Dataset entries:
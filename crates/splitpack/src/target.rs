use serde::{Deserialize, Serialize};
use std::fmt;

/// ECMAScript target version
///
/// Determines which JavaScript language features are available in the output.
/// The default, `es2015` (ES6), keeps the emitted bundles loadable by every
/// runtime the library supports.
#[derive(Debug, Clone, Copy, PartialEq, Eq, Hash, Default, Serialize, Deserialize)]
#[serde(rename_all = "lowercase")]
pub enum EsTarget {
    /// ECMAScript 2015 (ES6)
    #[default]
    Es2015,
    /// ECMAScript 2016
    Es2016,
    /// ECMAScript 2017
    Es2017,
    /// ECMAScript 2018
    Es2018,
    /// ECMAScript 2019
    Es2019,
    /// ECMAScript 2020
    Es2020,
    /// ECMAScript 2021
    Es2021,
    /// ECMAScript 2022
    Es2022,
    /// Latest ECMAScript features
    Esnext,
}

impl EsTarget {
    /// Name passed to esbuild's `--target`.
    pub const fn as_str(self) -> &'static str {
        match self {
            EsTarget::Es2015 => "es2015",
            EsTarget::Es2016 => "es2016",
            EsTarget::Es2017 => "es2017",
            EsTarget::Es2018 => "es2018",
            EsTarget::Es2019 => "es2019",
            EsTarget::Es2020 => "es2020",
            EsTarget::Es2021 => "es2021",
            EsTarget::Es2022 => "es2022",
            EsTarget::Esnext => "esnext",
        }
    }
}

impl fmt::Display for EsTarget {
    fn fmt(&self, f: &mut fmt::Formatter<'_>) -> fmt::Result {
        f.pad(self.as_str())
    }
}
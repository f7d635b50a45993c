//! splitpack CLI - build one variant of a library in every module format.
//!
//! This is the main entry point. It handles command-line argument parsing,
//! logging initialization, and maps the build verdict to the exit status.

use clap::Parser;
use miette::Result;
use splitpack::ProcessOutcome;
use splitpack_cli::{cli, commands, error, logger, ui};
use std::process::ExitCode;

#[tokio::main]
async fn main() -> Result<ExitCode> {
    // Parse command-line arguments
    let args = cli::Cli::parse();

    // Initialize logging and colors based on global flags
    logger::init_logger(args.verbose, args.quiet, args.no_color);
    ui::init_colors(args.no_color);
    ui::set_quiet(args.quiet);

    let result = if args.build.print_schema {
        commands::schema_execute().map(|()| ProcessOutcome::Success)
    } else {
        commands::build_execute(args.variant.as_deref(), args.build).await
    };

    // Convert CLI errors to miette diagnostics for beautiful error reporting
    let outcome = result.map_err(error::cli_error_to_miette)?;

    // The only place a failed build turns into a non-zero exit status
    Ok(ExitCode::from(outcome.exit_code()))
}
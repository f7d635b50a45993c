//! Job and process outcomes.

use crate::config::JobConfig;
use serde::{Deserialize, Serialize};
use std::path::PathBuf;
use std::time::Duration;

/// Artifact written by a successful job. Informational only.
#[derive(Debug, Clone, PartialEq, Eq, Serialize, Deserialize)]
pub struct BundleArtifact {
    /// Path to the bundled file
    pub output_path: PathBuf,

    /// Bundled output size in bytes
    pub output_size: u64,

    /// Source map written next to the bundle, if any
    pub source_map: Option<PathBuf>,
}

/// Result of running one job through the bundler.
#[derive(Debug, Clone, PartialEq, Eq)]
pub enum JobOutcome {
    Success { artifact: BundleArtifact },
    Failure { diagnostic: String },
}

impl JobOutcome {
    pub fn is_success(&self) -> bool {
        matches!(self, JobOutcome::Success { .. })
    }

    pub fn artifact(&self) -> Option<&BundleArtifact> {
        match self {
            JobOutcome::Success { artifact } => Some(artifact),
            JobOutcome::Failure { .. } => None,
        }
    }

    pub fn diagnostic(&self) -> Option<&str> {
        match self {
            JobOutcome::Success { .. } => None,
            JobOutcome::Failure { diagnostic } => Some(diagnostic),
        }
    }
}

/// A job together with how it ended.
#[derive(Debug, Clone)]
pub struct JobReport {
    pub job: JobConfig,
    pub outcome: JobOutcome,
    pub duration: Duration,
}

/// Pass/fail verdict of a whole invocation.
#[derive(Debug, Clone, Copy, PartialEq, Eq)]
pub enum ProcessOutcome {
    Success,
    Failure,
}

impl ProcessOutcome {
    /// `Success` iff every outcome is a success.
    pub fn from_outcomes<'a, I>(outcomes: I) -> Self
    where
        I: IntoIterator<Item = &'a JobOutcome>,
    {
        if outcomes.into_iter().all(JobOutcome::is_success) {
            ProcessOutcome::Success
        } else {
            ProcessOutcome::Failure
        }
    }

    pub fn is_success(self) -> bool {
        self == ProcessOutcome::Success
    }

    /// Process exit status: 0 on success, 1 on failure.
    pub fn exit_code(self) -> u8 {
        match self {
            ProcessOutcome::Success => 0,
            ProcessOutcome::Failure => 1,
        }
    }
}

/// Every job report of a run, in derivation order, plus the verdict.
#[derive(Debug, Clone)]
pub struct BuildReport {
    pub jobs: Vec<JobReport>,
    pub outcome: ProcessOutcome,
}

impl BuildReport {
    pub fn new(jobs: Vec<JobReport>) -> Self {
        let outcome = ProcessOutcome::from_outcomes(jobs.iter().map(|r| &r.outcome));
        Self { jobs, outcome }
    }

    pub fn succeeded(&self) -> impl Iterator<Item = &JobReport> {
        self.jobs.iter().filter(|r| r.outcome.is_success())
    }

    pub fn failed(&self) -> impl Iterator<Item = &JobReport> {
        self.jobs.iter().filter(|r| !r.outcome.is_success())
    }
}

#[cfg(test)]
mod tests {
    use super::*;

    fn success() -> JobOutcome {
        JobOutcome::Success {
            artifact: BundleArtifact {
                output_path: PathBuf::from("dist/node/index.mjs"),
                output_size: 42,
                source_map: None,
            },
        }
    }

    fn failure() -> JobOutcome {
        JobOutcome::Failure {
            diagnostic: "boom".to_string(),
        }
    }

    #[test]
    fn test_all_success() {
        let outcomes = [success(), success()];
        let outcome = ProcessOutcome::from_outcomes(&outcomes);
        assert_eq!(outcome, ProcessOutcome::Success);
        assert_eq!(outcome.exit_code(), 0);
    }

    #[test]
    fn test_any_failure() {
        for outcomes in [
            vec![failure(), success()],
            vec![success(), failure()],
            vec![failure(), failure()],
        ] {
            let outcome = ProcessOutcome::from_outcomes(&outcomes);
            assert_eq!(outcome, ProcessOutcome::Failure);
            assert_eq!(outcome.exit_code(), 1);
        }
    }

    #[test]
    fn test_outcome_accessors() {
        assert_eq!(success().artifact().map(|a| a.output_size), Some(42));
        assert_eq!(success().diagnostic(), None);
        assert_eq!(failure().diagnostic(), Some("boom"));
        assert!(failure().artifact().is_none());
    }
}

Exercise goal: Give the records above again, word for word.

Task response:
filename crates/splitpack/src/target.rs
use serde::{Deserialize, Serialize};
use std::fmt;

/// ECMAScript target version
///
/// Determines which JavaScript language features are available in the output.
/// The default, `es2015` (ES6), keeps the emitted bundles loadable by every
/// runtime the library supports.
#[derive(Debug, Clone, Copy, PartialEq, Eq, Hash, Default, Serialize, Deserialize)]
#[serde(rename_all = "lowercase")]
pub enum EsTarget {
    /// ECMAScript 2015 (ES6)
    #[default]
    Es2015,
    /// ECMAScript 2016
    Es2016,
    /// ECMAScript 2017
    Es2017,
    /// ECMAScript 2018
    Es2018,
    /// ECMAScript 2019
    Es2019,
    /// ECMAScript 2020
    Es2020,
    /// ECMAScript 2021
    Es2021,
    /// ECMAScript 2022
    Es2022,
    /// Latest ECMAScript features
    Esnext,
}

impl EsTarget {
    /// Name passed to esbuild's `--target`.
    pub const fn as_str(self) -> &'static str {
        match self {
            EsTarget::Es2015 => "es2015",
            EsTarget::Es2016 => "es2016",
            EsTarget::Es2017 => "es2017",
            EsTarget::Es2018 => "es2018",
            EsTarget::Es2019 => "es2019",
            EsTarget::Es2020 => "es2020",
            EsTarget::Es2021 => "es2021",
            EsTarget::Es2022 => "es2022",
            EsTarget::Esnext => "esnext",
        }
    }
}

impl fmt::Display for EsTarget {
    fn fmt(&self, f: &mut fmt::Formatter<'_>) -> fmt::Result {
        f.pad(self.as_str())
    }
}
repository f7d635b50a45993c
//! splitpack CLI - build one variant of a library in every module format.
//!
//! This is the main entry point. It handles command-line argument parsing,
//! logging initialization, and maps the build verdict to the exit status.

use clap::Parser;
use miette::Result;
use splitpack::ProcessOutcome;
use splitpack_cli::{cli, commands, error, logger, ui};
use std::process::ExitCode;

#[tokio::main]
async fn main() -> Result<ExitCode> {
    // Parse command-line arguments
    let args = cli::Cli::parse();

    // Initialize logging and colors based on global flags
    logger::init_logger(args.verbose, args.quiet, args.no_color);
    ui::init_colors(args.no_color);
    ui::set_quiet(args.quiet);

    let result = if args.build.print_schema {
        commands::schema_execute().map(|()| ProcessOutcome::Success)
    } else {
        commands::build_execute(args.variant.as_deref(), args.build).await
    };

    // Convert CLI errors to miette diagnostics for beautiful error reporting
    let outcome = result.map_err(error::cli_error_to_miette)?;

    // The only place a failed build turns into a non-zero exit status
    Ok(ExitCode::from(outcome.exit_code()))
}
repository f7d635b50a45993c
//! Job and process outcomes.

use crate::config::JobConfig;
use serde::{Deserialize, Serialize};
use std::path::PathBuf;
use std::time::Duration;

/// Artifact written by a successful job. Informational only.
#[derive(Debug, Clone, PartialEq, Eq, Serialize, Deserialize)]
pub struct BundleArtifact {
    /// Path to the bundled file
    pub output_path: PathBuf,

    /// Bundled output size in bytes
    pub output_size: u64,

    /// Source map written next to the bundle, if any
    pub source_map: Option<PathBuf>,
}

/// Result of running one job through the bundler.
#[derive(Debug, Clone, PartialEq, Eq)]
pub enum JobOutcome {
    Success { artifact: BundleArtifact },
    Failure { diagnostic: String },
}

impl JobOutcome {
    pub fn is_success(&self) -> bool {
        matches!(self, JobOutcome::Success { .. })
    }

    pub fn artifact(&self) -> Option<&BundleArtifact> {
        match self {
            JobOutcome::Success { artifact } => Some(artifact),
            JobOutcome::Failure { .. } => None,
        }
    }

    pub fn diagnostic(&self) -> Option<&str> {
        match self {
            JobOutcome::Success { .. } => None,
            JobOutcome::Failure { diagnostic } => Some(diagnostic),
        }
    }
}

/// A job together with how it ended.
#[derive(Debug, Clone)]
pub struct JobReport {
    pub job: JobConfig,
    pub outcome: JobOutcome,
    pub duration: Duration,
}

/// Pass/fail verdict of a whole invocation.
#[derive(Debug, Clone, Copy, PartialEq, Eq)]
pub enum ProcessOutcome {
    Success,
    Failure,
}

impl ProcessOutcome {
    /// `Success` iff every outcome is a success.
    pub fn from_outcomes<'a, I>(outcomes: I) -> Self
    where
        I: IntoIterator<Item = &'a JobOutcome>,
    {
        if outcomes.into_iter().all(JobOutcome::is_success) {
            ProcessOutcome::Success
        } else {
            ProcessOutcome::Failure
        }
    }

    pub fn is_success(self) -> bool {
        self == ProcessOutcome::Success
    }

    /// Process exit status: 0 on success, 1 on failure.
    pub fn exit_code(self) -> u8 {
        match self {
            ProcessOutcome::Success => 0,
            ProcessOutcome::Failure => 1,
        }
    }
}

/// Every job report of a run, in derivation order, plus the verdict.
#[derive(Debug, Clone)]
pub struct BuildReport {
    pub jobs: Vec<JobReport>,
    pub outcome: ProcessOutcome,
}

impl BuildReport {
    pub fn new(jobs: Vec<JobReport>) -> Self {
        let outcome = ProcessOutcome::from_outcomes(jobs.iter().map(|r| &r.outcome));
        Self { jobs, outcome }
    }

    pub fn succeeded(&self) -> impl Iterator<Item = &JobReport> {
        self.jobs.iter().filter(|r| r.outcome.is_success())
    }

    pub fn failed(&self) -> impl Iterator<Item = &JobReport> {
        self.jobs.iter().filter(|r| !r.outcome.is_success())
    }
}

#[cfg(test)]
mod tests {
    use super::*;

    fn success() -> JobOutcome {
        JobOutcome::Success {
            artifact: BundleArtifact {
                output_path: PathBuf::from("dist/node/index.mjs"),
                output_size: 42,
                source_map: None,
            },
        }
    }

    fn failure() -> JobOutcome {
        JobOutcome::Failure {
            diagnostic: "boom".to_string(),
        }
    }

    #[test]
    fn test_all_success() {
        let outcomes = [success(), success()];
        let outcome = ProcessOutcome::from_outcomes(&outcomes);
        assert_eq!(outcome, ProcessOutcome::Success);
        assert_eq!(outcome.exit_code(), 0);
    }

    #[test]
    fn test_any_failure() {
        for outcomes in [
            vec![failure(), success()],
            vec![success(), failure()],
            vec![failure(), failure()],
        ] {
            let outcome = ProcessOutcome::from_outcomes(&outcomes);
            assert_eq!(outcome, ProcessOutcome::Failure);
            assert_eq!(outcome.exit_code(), 1);
        }
    }

    #[test]
    fn test_outcome_accessors() {
        assert_eq!(success().artifact().map(|a| a.output_size), Some(42));
        assert_eq!(success().diagnostic(), None);
        assert_eq!(failure().diagnostic(), Some("boom"));
        assert!(failure().artifact().is_none());
    }
}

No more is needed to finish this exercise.